_Data provided:_
^^^^^^^^^^^^^^^^

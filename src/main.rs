// src/main.rs

use anyhow::{Context, Result};
use clap::{Args, Parser, Subcommand};
use mysql2graph::config::{Config, LogFormat, LogLevel, LogOutput, LoggerConfig, Mode};
use tracing::info;

#[derive(Parser)]
#[command(name = "mysql2graph")]
#[command(author, version, about = "Migrate a MySQL schema and its data into RDF and a Dgraph schema", long_about = None)]
struct Cli {
    #[command(subcommand)]
    command: Commands,

    #[command(flatten)]
    mysql: MySqlArgs,

    #[command(flatten)]
    output: OutputArgs,

    /// Log level: debug, info, warn, error
    #[arg(long, global = true, default_value = "info")]
    log_level: String,

    /// Log format: text or json
    #[arg(long, global = true, default_value = "text")]
    log_format: String,
}

#[derive(Args)]
struct MySqlArgs {
    /// MySQL host
    #[arg(long, default_value = "127.0.0.1")]
    host: String,
    /// MySQL port
    #[arg(long, default_value_t = 3306)]
    port: u16,
    /// MySQL user
    #[arg(long, default_value = "root")]
    user: String,
    /// MySQL password
    #[arg(long, default_value = "")]
    password: String,
    /// MySQL database to migrate
    #[arg(long)]
    database: String,
    /// Connection pool cap
    #[arg(long, default_value_t = 16)]
    max_connections: u32,
}

#[derive(Args)]
struct OutputArgs {
    /// Output directory for the schema, data, and mapping files
    #[arg(short, long, default_value = "./output")]
    output_directory: String,
}

#[derive(Args)]
struct PipelineArgs {
    /// Restrict the run to these tables (repeatable); default is all tables
    #[arg(long = "table")]
    tables: Vec<String>,
    /// Worker thread count; 0 uses available parallelism
    #[arg(long, default_value_t = 0)]
    parallel: usize,
    /// Row batch size per query window
    #[arg(long, default_value_t = 5_000)]
    batch_size: u64,
    /// Plan the run and report what would happen without writing output
    #[arg(long)]
    dry_run: bool,
    /// Skip the post-run validation pass (only meaningful in full mode)
    #[arg(long)]
    skip_validation: bool,
}

#[derive(Subcommand)]
enum Commands {
    /// Read the schema, resolve relationships, and emit the Dgraph schema
    Schema {
        #[command(flatten)]
        pipeline: PipelineArgs,
    },
    /// Stream table data to RDF N-Quads
    Data {
        #[command(flatten)]
        pipeline: PipelineArgs,
    },
    /// Run schema, data, and validation in sequence
    Full {
        #[command(flatten)]
        pipeline: PipelineArgs,
    },
    /// Validate existing output against the live source database
    Validate {
        #[command(flatten)]
        pipeline: PipelineArgs,
    },
}

fn parse_log_level(value: &str) -> Result<LogLevel> {
    match value {
        "debug" => Ok(LogLevel::Debug),
        "info" => Ok(LogLevel::Info),
        "warn" => Ok(LogLevel::Warn),
        "error" => Ok(LogLevel::Error),
        other => Err(anyhow::anyhow!("unknown log level: {other}")),
    }
}

fn parse_log_format(value: &str) -> Result<LogFormat> {
    match value {
        "text" => Ok(LogFormat::Text),
        "json" => Ok(LogFormat::Json),
        other => Err(anyhow::anyhow!("unknown log format: {other}")),
    }
}

fn build_config(cli: &Cli, pipeline: &PipelineArgs) -> Result<Config> {
    let mut config = Config::default();

    config.mysql.host = cli.mysql.host.clone();
    config.mysql.port = cli.mysql.port;
    config.mysql.user = cli.mysql.user.clone();
    config.mysql.password = cli.mysql.password.clone();
    config.mysql.database = cli.mysql.database.clone();
    config.mysql.max_connections = cli.mysql.max_connections;

    config.output.directory = cli.output.output_directory.clone();

    config.pipeline.tables = pipeline.tables.clone();
    config.pipeline.workers = pipeline.parallel;
    config.pipeline.batch_size = pipeline.batch_size;
    config.pipeline.dry_run = pipeline.dry_run;
    config.pipeline.skip_validation = pipeline.skip_validation;

    config.logger = LoggerConfig {
        level: parse_log_level(&cli.log_level)?,
        format: parse_log_format(&cli.log_format)?,
        output: LogOutput::Stderr,
        file_path: None,
    };

    config.apply_env_overrides();
    config.validate().context("invalid configuration")?;
    Ok(config)
}

fn main() -> Result<()> {
    let cli = Cli::parse();

    let (mode, pipeline) = match &cli.command {
        Commands::Schema { pipeline } => (Mode::Schema, pipeline),
        Commands::Data { pipeline } => (Mode::Data, pipeline),
        Commands::Full { pipeline } => (Mode::Full, pipeline),
        Commands::Validate { pipeline } => (Mode::Validate, pipeline),
    };

    let config = build_config(&cli, pipeline)?;
    mysql2graph::logging::init(&config.logger);

    info!(?mode, database = %config.mysql.database, "starting mysql2graph");

    let summary = mysql2graph::run(mode, config)?;

    println!(
        "tables read: {} (skipped: {}), foreign keys resolved: {} (overrides: {}, unresolved: {})",
        summary.tables_read,
        summary.tables_skipped,
        summary.foreign_keys_resolved,
        summary.relationship_overrides,
        summary.unresolved_candidates
    );
    if summary.rows_written > 0 || summary.rows_skipped > 0 {
        println!(
            "rows written: {}, rows skipped: {}, failed jobs: {}",
            summary.rows_written, summary.rows_skipped, summary.jobs_failed
        );
    }
    if let Some(schema_path) = &summary.schema_path {
        println!("schema written to {}", schema_path.display());
    }

    let mut validation_failed = false;
    if let Some(validation) = &summary.validation {
        if validation.passed() {
            println!("validation passed ({} checks)", validation.checks.len());
        } else {
            validation_failed = true;
            println!("validation FAILED:");
            for failure in validation.failures() {
                println!("  {}: {}", failure.name, failure.detail);
            }
        }
    }
    println!("done in {:.2}s", summary.elapsed_secs);

    if validation_failed {
        std::process::exit(2);
    }
    if summary.jobs_failed > 0 {
        std::process::exit(1);
    }

    Ok(())
}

^^^^^^^^^^^^^^^^

_What the task asks:_ From the entries above, extract only the lines running from the one containing "config.pipeline.tables = pipeline.tables.clone();" through the one containing "config.pipeline.skip_validation = pipeline.skip_validation;", inclusive.

_Answer box:_
    config.pipeline.tables = pipeline.tables.clone();
    config.pipeline.workers = pipeline.parallel;
    config.pipeline.batch_size = pipeline.batch_size;
    config.pipeline.dry_run = pipeline.dry_run;
    config.pipeline.skip_validation = pipeline.skip_validation;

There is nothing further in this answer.